In prior years, this annual series covered individual apps. This year, we are looking at all-in-one solutions in addition to strategies to help in 2021. Welcome to day 15 of 21 Days of Productivity in 2021.
Staying productive also means (to some extent) being organized enough to find my notes and reference them on demand. This is a challenge not just for myself but for a lot of people I talk to.
Over the years, I have used either individually or some combination of digital notes in an app, paper notes, sticky notes, digital sticky notes, word processor documents, plain text files, and a bunch of other formats I am forgetting. That makes not only finding notes difficult but knowing where to put them an even bigger challenge.
And then there is the most important thing about taking notes: A note has no value at all if you can't find it later. Knowing that the note with the information you need exists somewhere in one of the places you keep notes isn't helpful at all.

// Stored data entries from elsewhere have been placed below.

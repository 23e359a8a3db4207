use rungroup_catalog::types::*;
use rungroup_db::*;
use rungroup_lib::*;

fn club_in(title: &str, city: &str, state: &str, category: ClubCategory) -> NewClub {
    NewClub {
        title: title.to_string(),
        description: "Description".to_string(),
        image: None,
        category,
        app_user_id: None,
        address: Address {
            street: None,
            city: city.to_string(),
            state: state.to_string(),
            zip_code: None,
        },
    }
}

fn race(title: &str, category: RaceCategory) -> NewRace {
    NewRace {
        title: title.to_string(),
        description: String::new(),
        image: None,
        category,
        start_time: None,
        entry_fee: None,
        website: None,
        twitter: None,
        facebook: None,
        contact: None,
        app_user_id: None,
        address: Address::default(),
    }
}

#[test]
fn empty_race_catalog_reports_one_page() {
    let conn = open_memory().unwrap();
    let repo = RaceRepository::new(&conn);

    let page = list_page(&repo, 1, 6, NO_CATEGORY).unwrap();
    assert!(page.items.is_empty());
    assert_eq!(page.total, 0);
    assert_eq!(page.total_pages, 1);
    assert_eq!(page.category, NO_CATEGORY);
}

#[test]
fn club_pages_follow_insertion_order() {
    let conn = open_memory().unwrap();
    for i in 0..10 {
        insert_club(
            &conn,
            &club_in(&format!("Club{i}"), "Charlotte", "NC", ClubCategory::City),
        )
        .unwrap();
    }
    let repo = ClubRepository::new(&conn);

    let second = list_page(&repo, 2, 3, NO_CATEGORY).unwrap();
    let titles: Vec<_> = second.items.iter().map(|c| c.title.as_str()).collect();
    assert_eq!(titles, vec!["Club3", "Club4", "Club5"]);
    assert_eq!(second.total, 10);
    assert_eq!(second.total_pages, 4);

    let last = list_page(&repo, 4, 3, NO_CATEGORY).unwrap();
    assert_eq!(last.items.len(), 1);
    assert_eq!(last.items[0].title, "Club9");
}

#[test]
fn race_category_page() {
    let conn = open_memory().unwrap();
    for i in 1..=7 {
        insert_race(&conn, &race(&format!("Marathon{i}"), RaceCategory::Marathon)).unwrap();
        insert_race(&conn, &race(&format!("FiveK{i}"), RaceCategory::FiveK)).unwrap();
    }
    let repo = RaceRepository::new(&conn);

    let page = list_page(&repo, 2, 6, RaceCategory::Marathon.index()).unwrap();
    assert_eq!(page.items.len(), 1);
    assert_eq!(page.items[0].title, "Marathon7");
    assert_eq!(page.total, 7);
    assert_eq!(page.total_pages, 2);
    assert_eq!(page.category, RaceCategory::Marathon.index());
}

#[test]
fn invalid_page_is_rejected() {
    let conn = open_memory().unwrap();
    let repo = RaceRepository::new(&conn);
    assert!(matches!(
        list_page(&repo, 0, 6, NO_CATEGORY),
        Err(ListingError::InvalidPage { .. })
    ));
    assert!(matches!(
        list_page(&repo, 1, 0, NO_CATEGORY),
        Err(ListingError::InvalidPage { .. })
    ));
}

#[test]
fn clubs_by_state_name() {
    let conn = open_memory().unwrap();
    insert_club(
        &conn,
        &club_in("Hoosier Striders", "Indianapolis", "IN", ClubCategory::RoadRunner),
    )
    .unwrap();
    insert_club(&conn, &club_in("Tar Heels", "Charlotte", "NC", ClubCategory::City)).unwrap();
    let repo = ClubRepository::new(&conn);

    let found = list_by_state_name(&repo, "INDIANA").unwrap();
    assert_eq!(found.items.len(), 1);
    assert_eq!(found.items[0].title, "Hoosier Striders");
    assert_eq!(found.state.as_deref(), Some("INDIANA"));
    assert!(!found.no_club_warning);

    let unknown = list_by_state_name(&repo, "NOWHERE").unwrap();
    assert!(unknown.items.is_empty());
    assert!(unknown.state.is_none());
    assert!(unknown.no_club_warning);

    let empty = list_by_state_name(&repo, "Texas").unwrap();
    assert!(empty.items.is_empty());
    assert!(empty.state.is_none());
    assert!(empty.no_club_warning);
}

#[test]
fn clubs_by_city_substring() {
    let conn = open_memory().unwrap();
    insert_club(&conn, &club_in("A", "Charlotte", "NC", ClubCategory::City)).unwrap();
    insert_club(&conn, &club_in("B", "North Charlotte", "NC", ClubCategory::Trail)).unwrap();
    let repo = ClubRepository::new(&conn);

    let listing = list_by_city(&repo, "Charlotte").unwrap();
    assert_eq!(listing.items.len(), 2);
    assert!(!listing.no_club_warning);
}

How did I fix that for myself? It was, as they say, a process, and I hope it is a process that works for others as well.
I started by looking at the kinds of notes I was taking. Do different subjects need to be stored in different ways? Since I handwrite notes for my podcasts and use plain text notes for almost everything else, I needed two different ways to maintain them. For the handwritten notes, I put them all in a binder that I could reference easily.
To store my digital notes, I needed to pull them all into one place. The tool needed to be accessible from multiple devices, have a useful search function, and be able to export or share my notes. I chose Joplin after trying many, many different options. Joplin lets me write notes in markdown, has a pretty good search function, has applications for all the OSs (including mobile), and supports several different ways to sync between devices. As a bonus, it has folders and tags, so I can group my notes together in ways that make sense to me.
It took me some time to get everything where I wanted it, but in the end, it really was worth it. Now I can find the notes I take and not have them scattered across my office, different machines, and various services.